The security flaw, an argument injection in the Windows 10/11 default handler for ms-officecmd: URIs, is present in Windows 10 via Internet Explorer 11/Edge Legacy browsers and Microsoft Teams.
Microsoft has since released a patch, but researchers claim that the fix – applied five months after the bug report “fails to properly address the underlying argument injection which is currently also still present on Windows 11”.
Windows internally uses ms-officecmd: URIs to start various Microsoft programs. Researchers revealed how it is possible to craft an URL in such a way that, when clicked, it will execute a malicious command while also starting Microsoft Teams.
Chained together with a security issue in Internet Explorer 11/Edge Legacy, visiting a malicious website is enough to trigger the exploit. The researchers also warned that this vulnerability is still present in the operating system.

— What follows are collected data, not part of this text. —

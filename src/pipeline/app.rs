use crate::error::{InstallError, Result};

use regex::Regex;
use std::fmt;
use std::sync::LazyLock;

// Capture:
// 1) namespace: up to the only hyphen
// 2) folder: the rest
static TOKEN_RE: LazyLock<Regex> = LazyLock::new(|| {
    Regex::new(r"^([A-Za-z0-9_.]+)-([A-Za-z0-9_.]+)$").expect("application token pattern")
});

/// One deployable application: a folder in the apps repository, deployed into
/// a namespace. Its pipeline task is named after the original token.
#[derive(Debug, Clone, PartialEq, Eq)]
pub struct ApplicationSpec {
    pub namespace: String,
    pub folder: String,
}

impl ApplicationSpec {
    /// Pipeline task name, `{namespace}-{folder}`.
    pub fn node_name(&self) -> String {
        format!("{}-{}", self.namespace, self.folder)
    }
}

impl fmt::Display for ApplicationSpec {
    fn fmt(&self, f: &mut fmt::Formatter<'_>) -> fmt::Result {
        write!(f, "{}-{}", self.namespace, self.folder)
    }
}

/// Parse operator tokens in order.
///
/// A token splits on its hyphen into exactly two non-empty parts; neither
/// part may itself contain a hyphen, since the split could not tell where the
/// namespace ends. Both parts are restricted to letters, digits, `_` and `.`
/// so the task name stays a plain YAML scalar inside `runAfter: [...]`.
pub fn parse_application_list(tokens: &[String]) -> Result<Vec<ApplicationSpec>> {
    let mut out = Vec::with_capacity(tokens.len());
    for token in tokens {
        let parts: Vec<&str> = token.split('-').collect();
        if parts.len() != 2 || parts.iter().any(|p| p.is_empty()) {
            return Err(InstallError::validation(format!(
                "application {:?} must be <namespace>-<folder> with exactly one hyphen and both parts non-empty",
                token
            )));
        }

        let caps = TOKEN_RE.captures(token).ok_or_else(|| {
            InstallError::validation(format!(
                "application {:?}: namespace and folder may only contain letters, digits, '_' and '.'",
                token
            ))
        })?;

        out.push(ApplicationSpec {
            namespace: caps[1].to_string(),
            folder: caps[2].to_string(),
        });
    }

    Ok(out)
}

#[cfg(test)]
mod tests {
    use super::*;
    use pretty_assertions::assert_eq;

    fn tokens(list: &[&str]) -> Vec<String> {
        list.iter().map(|s| s.to_string()).collect()
    }

    #[test]
    fn splits_on_the_hyphen_and_keeps_order() {
        let apps = parse_application_list(&tokens(&["nsB-folder2", "nsA-folder1"])).unwrap();
        assert_eq!(
            apps,
            vec![
                ApplicationSpec {
                    namespace: "nsB".to_string(),
                    folder: "folder2".to_string(),
                },
                ApplicationSpec {
                    namespace: "nsA".to_string(),
                    folder: "folder1".to_string(),
                },
            ]
        );
        assert_eq!(apps[0].node_name(), "nsB-folder2");
    }

    #[test]
    fn rejects_wrong_arity() {
        for bad in ["nofolder", "a-b-c", "-folder", "ns-", "-", ""] {
            let err = parse_application_list(&tokens(&[bad])).unwrap_err();
            assert!(matches!(err, InstallError::Validation { .. }), "{bad}");
        }
    }

    #[test]
    fn rejects_characters_that_break_the_run_after_list() {
        for bad in ["ns 1-app", "ns,x-app", "ns-[app]", "ns-app: x"] {
            let err = parse_application_list(&tokens(&[bad])).unwrap_err();
            assert!(matches!(err, InstallError::Validation { .. }), "{bad}");
        }
    }

    #[test]
    fn token_pattern_compiles_once() {
        let first: *const Regex = &*TOKEN_RE;
        let second: *const Regex = &*TOKEN_RE;
        assert_eq!(first, second);
        assert!(TOKEN_RE.is_match("ns.1-app_2"));
    }

    #[test]
    fn empty_list_is_fine() {
        assert!(parse_application_list(&[]).unwrap().is_empty());
    }
}
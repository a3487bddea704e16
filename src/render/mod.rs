pub mod template;

pub use template::{Template, render};

/// Rendered manifest text, ready for submission or further concatenation.
#[derive(Debug, Clone, Default, PartialEq, Eq)]
pub struct RenderedDocument(String);

impl RenderedDocument {
    pub fn new(text: String) -> Self {
        Self(text)
    }

    #[cfg(test)]
    pub fn as_str(&self) -> &str {
        &self.0
    }

    pub fn as_bytes(&self) -> &[u8] {
        self.0.as_bytes()
    }

    /// Append a fragment as-is. Fragments that continue a document (list
    /// items of a pipeline's `tasks`) must not be separated.
    pub fn push(&mut self, fragment: RenderedDocument) {
        self.0.push_str(&fragment.0);
    }
}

The attack starts with a victim either visiting a malicious website in IE11/Edge Legacy or clicking a malicious link in another browser or desktop application. The link is then forwarded to LocalBridge.exe, which in turn runs various Office executables with a segment of the link as argument.
Possibility to inject additional arguments exists, which allowed us to achieve code execution by triggering the launch of Microsoft Teams with an additional –gpu-launcher argument that is then interpreted by Electron.
Exploitation through other browsers requires the victim to accept an inconspicuous confirmation dialog. Alternatively, a malicious URI could also be delivered via a desktop application performing unsafe URL handling. However, a precondition for this exploit is to have Microsoft Teams installed but not running.
When the issue was reported, Microsoft told the team that since this was a social engineering attack, it was not eligible for a bug bounty reward. A lengthy appeal process eventually resulted in the researchers being awarded a $5,000 reward – a figure that they argued was still insufficient, since it was just 10% of the maximum reward.
Although the proof-of-concept no longer works, the argument injection vulnerability has not been patched.